No evidence is submitted for this recommendation except that in “colds and bronchitis and the other common infections of the upper respiratory passages ... five or six bacteria are very commonly present—two or more of them are nearly always present ...” and the letter by the director of the Mulford Biologic Laboratories expressing the belief that in his own case the use of the mixed vaccine has aborted or prevented colds.
As regards the use of this complex biologic preparation:
First, the cause of common colds is, at the present time, quite unknown. One of the most striking things is that at the beginning of a cold the organisms to be cultivated from the nasal mucous membrane are very few in number and there is no uniformity in the type of organism found.

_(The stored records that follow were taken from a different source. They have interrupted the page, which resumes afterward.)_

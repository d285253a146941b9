// Copyright (c) 2025-2026 Adrian Robinson. Licensed under the AGPL-3.0.
// See LICENSE file in the project root for full license text.

//! One detection pass: load statistics, find the mark, persist it.
//!
//! The detector performs no retries. Every data-access failure goes back to
//! the caller, and the agent decides when to try again.

use super::{GapDetector, HighWaterStatistics, SafeSequenceFinder, StatisticsSource};
use crate::error::Result;
use crate::metrics;
use crate::store::EventLog;
use crate::types::ShardName;
use chrono::{DateTime, Utc};
use std::sync::Arc;
use std::time::Instant;
use tracing::{debug, instrument};

/// Computes and persists the high water mark.
pub struct HighWaterDetector<L: EventLog> {
    log: Arc<L>,
    statistics: StatisticsSource<L>,
    gaps: GapDetector<L>,
    safe_sequences: SafeSequenceFinder<L>,
    shard: ShardName,
}

impl<L: EventLog> HighWaterDetector<L> {
    pub fn new(log: Arc<L>) -> Self {
        let shard = ShardName::high_water();
        Self {
            statistics: StatisticsSource::for_shard(Arc::clone(&log), shard.clone()),
            gaps: GapDetector::new(Arc::clone(&log)),
            safe_sequences: SafeSequenceFinder::new(Arc::clone(&log)),
            log,
            shard,
        }
    }

    /// Detect the mark, scanning from the last persisted mark.
    #[instrument(skip(self), level = "debug")]
    pub async fn detect(&self) -> Result<HighWaterStatistics> {
        let started = Instant::now();
        let statistics = self.statistics.load().await?;
        let result = self.calculate(statistics).await;
        metrics::record_detection_latency("detect", started.elapsed());
        result
    }

    /// Detect the mark, scanning from the first position committed at or
    /// after `safe_timestamp` when there is one.
    #[instrument(skip(self), level = "debug")]
    pub async fn detect_in_safe_zone(
        &self,
        safe_timestamp: DateTime<Utc>,
    ) -> Result<HighWaterStatistics> {
        let started = Instant::now();
        let mut statistics = self.statistics.load().await?;

        if let Some(safe_start) = self
            .safe_sequences
            .find_min_sequence_at_or_after(safe_timestamp)
            .await?
        {
            // A late commit below the persisted mark must not pull it back.
            let safe_start = safe_start.max(statistics.last_mark);
            debug!(safe_start, last_mark = statistics.last_mark, "Narrowed scan to safe zone");
            statistics.safe_start_mark = safe_start;
        }

        let result = self.calculate(statistics).await;
        metrics::record_detection_latency("detect_in_safe_zone", started.elapsed());
        result
    }

    async fn calculate(&self, mut statistics: HighWaterStatistics) -> Result<HighWaterStatistics> {
        if statistics.last_mark == statistics.highest_sequence {
            statistics.current_mark = statistics.last_mark;
        } else if statistics.highest_sequence == 0 {
            statistics.current_mark = 0;
            statistics.last_mark = 0;
        } else {
            match self.gaps.find_gap(statistics.safe_start_mark).await? {
                Some(mark) => statistics.current_mark = mark,
                // Restart recovery: nothing found past the persisted mark.
                None if statistics.current_mark == 0 && statistics.last_mark > 0 => {
                    statistics.current_mark = statistics.last_mark;
                }
                None => {}
            }
        }

        if statistics.has_changed() {
            statistics.last_updated = self
                .log
                .persist_mark(&self.shard, statistics.current_mark)
                .await?;
            debug!(
                from = statistics.last_mark,
                to = statistics.current_mark,
                highest = statistics.highest_sequence,
                "High water mark advanced"
            );
        }

        Ok(statistics)
    }
}

#[cfg(test)]
mod tests {
    use super::*;
    use crate::high_water::HighWaterStatus;
    use crate::store::InMemoryEventLog;

    async fn log_with(positions: &[i64]) -> Arc<InMemoryEventLog> {
        let log = Arc::new(InMemoryEventLog::new());
        for &p in positions {
            log.commit(p, "E", b"").await;
        }
        log
    }

    #[tokio::test]
    async fn test_empty_log() {
        let detector = HighWaterDetector::new(Arc::new(InMemoryEventLog::new()));
        let stats = detector.detect().await.unwrap();
        assert_eq!(stats.current_mark, 0);
        assert_eq!(stats.highest_sequence, 0);
        assert!(!stats.has_changed());
    }

    #[tokio::test]
    async fn test_contiguous_log_advances_to_max() {
        let log = log_with(&[1, 2, 3]).await;
        let detector = HighWaterDetector::new(Arc::clone(&log));

        let stats = detector.detect().await.unwrap();
        assert_eq!(stats.current_mark, 3);
        assert!(stats.has_changed());
        assert!(stats.last_updated.is_some());

        let (mark, _) = log.last_persisted_mark(&ShardName::high_water()).await.unwrap();
        assert_eq!(mark, 3);
    }

    #[tokio::test]
    async fn test_stops_at_first_gap() {
        let log = log_with(&[1, 2, 3, 5, 6]).await;
        let detector = HighWaterDetector::new(Arc::clone(&log));

        assert_eq!(detector.detect().await.unwrap().current_mark, 3);

        let again = detector.detect().await.unwrap();
        assert_eq!(again.last_mark, 3);
        assert_eq!(again.current_mark, 3);
        assert!(!again.has_changed());
    }

    #[tokio::test]
    async fn test_fast_path_when_mark_equals_highest() {
        let log = log_with(&[1, 2]).await;
        let detector = HighWaterDetector::new(Arc::clone(&log));
        detector.detect().await.unwrap();

        let calls = log.call_count();
        let stats = detector.detect().await.unwrap();
        assert_eq!(stats.current_mark, 2);
        // statistics only, no gap scan
        assert_eq!(log.call_count(), calls + 1);
    }

    #[tokio::test]
    async fn test_restart_recovery_keeps_last_mark() {
        // Persisted mark 4, but nothing is committed at or after it.
        let log = Arc::new(InMemoryEventLog::new());
        log.set_highest(6).await;
        log.persist_mark(&ShardName::high_water(), 4).await.unwrap();

        let stats = HighWaterDetector::new(Arc::clone(&log)).detect().await.unwrap();
        assert_eq!(stats.current_mark, 4);
        assert!(!stats.has_changed());
    }

    #[tokio::test]
    async fn test_safe_zone_skips_old_gap() {
        let log = Arc::new(InMemoryEventLog::new());
        let t0 = Utc::now() - chrono::Duration::seconds(60);
        log.commit_at(1, "E", b"", t0).await;
        log.commit_at(2, "E", b"", t0).await;
        log.commit_at(4, "E", b"", t0 + chrono::Duration::seconds(30)).await;
        log.commit_at(5, "E", b"", t0 + chrono::Duration::seconds(30)).await;

        let detector = HighWaterDetector::new(Arc::clone(&log));
        assert_eq!(detector.detect().await.unwrap().current_mark, 2);

        let harbor = t0 + chrono::Duration::seconds(10);
        let stats = detector.detect_in_safe_zone(harbor).await.unwrap();
        assert_eq!(stats.safe_start_mark, 4);
        assert_eq!(stats.current_mark, 5);
        assert!(stats.has_changed());
    }

    #[tokio::test]
    async fn test_safe_zone_without_newer_commits_scans_from_last_mark() {
        let log = log_with(&[1, 2, 4]).await;
        let detector = HighWaterDetector::new(Arc::clone(&log));
        detector.detect().await.unwrap();

        let future = Utc::now() + chrono::Duration::hours(1);
        let stats = detector.detect_in_safe_zone(future).await.unwrap();
        assert_eq!(stats.safe_start_mark, 2);
        assert_eq!(stats.current_mark, 2);
    }

    #[tokio::test]
    async fn test_safe_zone_never_moves_below_last_mark() {
        let log = Arc::new(InMemoryEventLog::new());
        let t0 = Utc::now() - chrono::Duration::seconds(60);
        log.commit_at(1, "E", b"", t0).await;
        log.commit_at(3, "E", b"", t0).await;
        log.commit_at(5, "E", b"", t0).await;
        log.set_highest(6).await;
        log.persist_mark(&ShardName::high_water(), 5).await.unwrap();

        // 2 shows up long after the mark already moved past it
        log.commit_at(2, "E", b"", t0 + chrono::Duration::seconds(30)).await;

        let detector = HighWaterDetector::new(Arc::clone(&log));
        let harbor = t0 + chrono::Duration::seconds(10);
        let stats = detector.detect_in_safe_zone(harbor).await.unwrap();
        assert_eq!(stats.safe_start_mark, 5);
        assert_eq!(stats.current_mark, 5);
        assert!(!stats.has_changed());

        let next = detector.detect().await.unwrap();
        assert_eq!(next.interpret_status(&stats), HighWaterStatus::Stale);
    }

    #[tokio::test]
    async fn test_errors_propagate() {
        let log = log_with(&[1]).await;
        log.fail_next(1);
        let detector = HighWaterDetector::new(log);
        assert!(detector.detect().await.is_err());
        assert!(detector.detect().await.is_ok());
    }
}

If someone of the well-known organisms (Streptococcus, Staphylococcus, Pneumococcus, Micrococcus Catarrhalis, Influenza Bacillus, etc.) were responsible, we should expect to find one of them preponderating and in overwhelming numbers. This is far from the case. After the duration of the cold for a day or two with the increased production of mucus and apparently with the infection of a mucous membrane whose powers of resistance have been greatly lowered, bacteria of all kinds are to be found in immense numbers. There is considerable reason for believing that an ultramicroscopic organism is responsible for this condition (See Foster, Journal of Infectious Diseases 21:451 [Nov.] 1917).
Second, there is no acceptable clinical evidence that vaccination with the influenza bacillus, the Streptococcus, the Pneumococcus or the Micrococcus Catarrhalis will influence the course of an infection due to one or the other of these organisms. It has been repeatedly found that a staphylococcus vaccine is of a certain degree of value when the infection with the staphylococcus is localized, but it is well known that general systemic infections with the staphylococcus are not at all benefited.